● **The problem**
Count the lines below that contain "NamedSource". Give only the number.
╭─ Listed records
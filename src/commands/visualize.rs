//! Visualize command implementation

use miette::{Result, WrapErr};

use crate::cli::Commands;
use crate::common::{ConfigBuilder, FromCommand};
use crate::config::{ProjectConfig, VisualizeOptions};
use crate::error::DepVizError;

impl FromCommand for VisualizeOptions {
    fn from_command(command: Commands) -> Result<Self> {
        match command {
            Commands::Visualize {
                config,
                metadata,
                format,
                output,
                skip_render,
                highlight_cycles,
            } => {
                let project = ProjectConfig::load(&config.config)?;
                Ok(VisualizeOptions::builder()
                    .with_project(project)
                    .with_format(format)
                    .with_output(output)
                    .with_skip_render(skip_render)
                    .with_highlight_cycles(highlight_cycles)
                    .with_python(metadata.python)
                    .build()?)
            }
            _ => Err(DepVizError::ConfigurationError {
                message: "Invalid command type for VisualizeOptions".to_string(),
            }
            .into()),
        }
    }
}

crate::impl_try_from_command!(VisualizeOptions);

/// Execute the visualize command
pub fn execute_visualize_command(command: Commands) -> Result<()> {
    let config = VisualizeOptions::from_command(command)
        .wrap_err("Failed to load visualize command configuration")?;

    use crate::executors::CommandExecutor;
    use crate::executors::visualize::VisualizeExecutor;
    VisualizeExecutor::execute(config)
}
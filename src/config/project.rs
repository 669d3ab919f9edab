//! Project configuration file
//!
//! The file supplies the package to analyze, the renderer to run and the
//! project's repository URL. JSON is the primary format; a `.toml` extension
//! selects TOML instead.

use std::path::{Path, PathBuf};

use miette::{NamedSource, Result, SourceSpan};
use serde::Deserialize;

use crate::error::{ConfigParseError, ConfigSyntaxError, DepVizError};

#[derive(Debug, Clone, PartialEq, Eq, Deserialize)]
pub struct ProjectConfig {
    /// Root package whose dependency graph is discovered
    pub package_name: String,
    /// PlantUML jar (or renderer executable)
    pub plantuml_path: PathBuf,
    /// Repository URL, carried into reports only
    pub repo_url: String,
}

impl ProjectConfig {
    /// Read, parse and validate a project configuration file
    pub fn load(path: &Path) -> Result<Self> {
        let content =
            std::fs::read_to_string(path).map_err(|source| DepVizError::FileReadError {
                path: path.to_path_buf(),
                source,
            })?;

        let is_toml = path
            .extension()
            .is_some_and(|ext| ext.eq_ignore_ascii_case("toml"));
        let config = if is_toml {
            Self::from_toml_str(&content, &path.display().to_string())?
        } else {
            Self::from_json_str(&content, &path.display().to_string())?
        };

        config.validate()?;
        Ok(config)
    }

    pub fn from_json_str(content: &str, file: &str) -> Result<Self, DepVizError> {
        serde_json::from_str(content).map_err(|e| {
            let span = line_col_to_offset(content, e.line(), e.column())
                .map(|offset| SourceSpan::new(offset.into(), 1));
            parse_error(file, content, span, ConfigSyntaxError::Json(e))
        })
    }

    pub fn from_toml_str(content: &str, file: &str) -> Result<Self, DepVizError> {
        toml::from_str(content).map_err(|e| {
            let span = e
                .span()
                .map(|span| SourceSpan::new(span.start.into(), span.end - span.start));
            parse_error(file, content, span, ConfigSyntaxError::Toml(e))
        })
    }

    /// Reject values that would make the traversal or rendering meaningless
    pub fn validate(&self) -> Result<(), DepVizError> {
        if self.package_name.trim().is_empty() {
            return Err(DepVizError::ConfigurationError {
                message: "`package_name` must not be empty".to_string(),
            });
        }
        if self.plantuml_path.as_os_str().is_empty() {
            return Err(DepVizError::ConfigurationError {
                message: "`plantuml_path` must not be empty".to_string(),
            });
        }
        Ok(())
    }

    pub fn package_name(&self) -> &str {
        self.package_name.trim()
    }
}

fn parse_error(
    file: &str,
    content: &str,
    span: Option<SourceSpan>,
    source: ConfigSyntaxError,
) -> DepVizError {
    DepVizError::ConfigParseError(Box::new(ConfigParseError {
        file: file.to_string(),
        source_code: NamedSource::new(file, content.to_string()),
        span,
        source,
    }))
}

/// Convert serde_json's 1-based line/column into a byte offset
fn line_col_to_offset(content: &str, line: usize, column: usize) -> Option<usize> {
    if line == 0 || content.is_empty() {
        return None;
    }

    let line_start: usize = content
        .split_inclusive('\n')
        .take(line - 1)
        .map(str::len)
        .sum();
    let offset = line_start + column.saturating_sub(1);
    Some(offset.min(content.len() - 1))
}

#[cfg(test)]
mod tests {
    use std::fs;

    use pretty_assertions::assert_eq;
    use tempfile::TempDir;

    use super::*;

    const JSON_CONFIG: &str = r#"{
    "package_name": "requests",
    "plantuml_path": "/opt/plantuml/plantuml.jar",
    "repo_url": "https://github.com/psf/requests"
}"#;

    fn expected() -> ProjectConfig {
        ProjectConfig {
            package_name: "requests".to_string(),
            plantuml_path: PathBuf::from("/opt/plantuml/plantuml.jar"),
            repo_url: "https://github.com/psf/requests".to_string(),
        }
    }

    #[test]
    fn test_load_json() {
        let temp = TempDir::new().unwrap();
        let path = temp.path().join("config.json");
        fs::write(&path, JSON_CONFIG).unwrap();

        assert_eq!(ProjectConfig::load(&path).unwrap(), expected());
    }

    #[test]
    fn test_load_toml() {
        let temp = TempDir::new().unwrap();
        let path = temp.path().join("depviz.toml");
        fs::write(
            &path,
            r#"package_name = "requests"
plantuml_path = "/opt/plantuml/plantuml.jar"
repo_url = "https://github.com/psf/requests"
"#,
        )
        .unwrap();

        assert_eq!(ProjectConfig::load(&path).unwrap(), expected());
    }

    #[test]
    fn test_unknown_keys_are_ignored() {
        let content = r#"{"package_name": "six", "plantuml_path": "p.jar", "repo_url": "", "extra": 1}"#;
        let config = ProjectConfig::from_json_str(content, "config.json").unwrap();
        assert_eq!(config.package_name(), "six");
    }

    #[test]
    fn test_missing_file() {
        let err = ProjectConfig::load(Path::new("/nonexistent/depviz/config.json")).unwrap_err();
        assert!(err.to_string().contains("Failed to read file"));
    }

    #[test]
    fn test_missing_key_is_parse_error() {
        let content = r#"{"package_name": "six", "repo_url": ""}"#;
        let err = ProjectConfig::from_json_str(content, "config.json").unwrap_err();

        match err {
            DepVizError::ConfigParseError(parse) => {
                assert_eq!(parse.file, "config.json");
                assert!(parse.source.to_string().contains("plantuml_path"));
            }
            other => panic!("Expected ConfigParseError, got {other:?}"),
        }
    }

    #[test]
    fn test_json_syntax_error_has_span() {
        let content = "{\n  \"package_name\": ,\n}";
        let err = ProjectConfig::from_json_str(content, "config.json").unwrap_err();

        match err {
            DepVizError::ConfigParseError(parse) => {
                let span = parse.span.expect("span should be present");
                assert!(span.offset() < content.len());
            }
            other => panic!("Expected ConfigParseError, got {other:?}"),
        }
    }

    #[test]
    fn test_toml_syntax_error() {
        let content = "package_name = ";
        let err = ProjectConfig::from_toml_str(content, "depviz.toml").unwrap_err();

        assert!(matches!(err, DepVizError::ConfigParseError(ref p) if p.file == "depviz.toml"));
    }

    #[test]
    fn test_validate_rejects_blank_package() {
        let mut config = expected();
        config.package_name = "  ".to_string();

        let err = config.validate().unwrap_err();
        assert!(err.to_string().contains("package_name"));
    }

    #[test]
    fn test_validate_rejects_empty_renderer() {
        let mut config = expected();
        config.plantuml_path = PathBuf::new();

        assert!(config.validate().is_err());
    }

    #[test]
    fn test_line_col_to_offset() {
        let content = "ab\ncd\nef";
        assert_eq!(line_col_to_offset(content, 1, 1), Some(0));
        assert_eq!(line_col_to_offset(content, 2, 2), Some(4));
        assert_eq!(line_col_to_offset(content, 3, 10), Some(7));
        assert_eq!(line_col_to_offset(content, 0, 0), None);
    }
}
╰─
● **Answer to this task**
2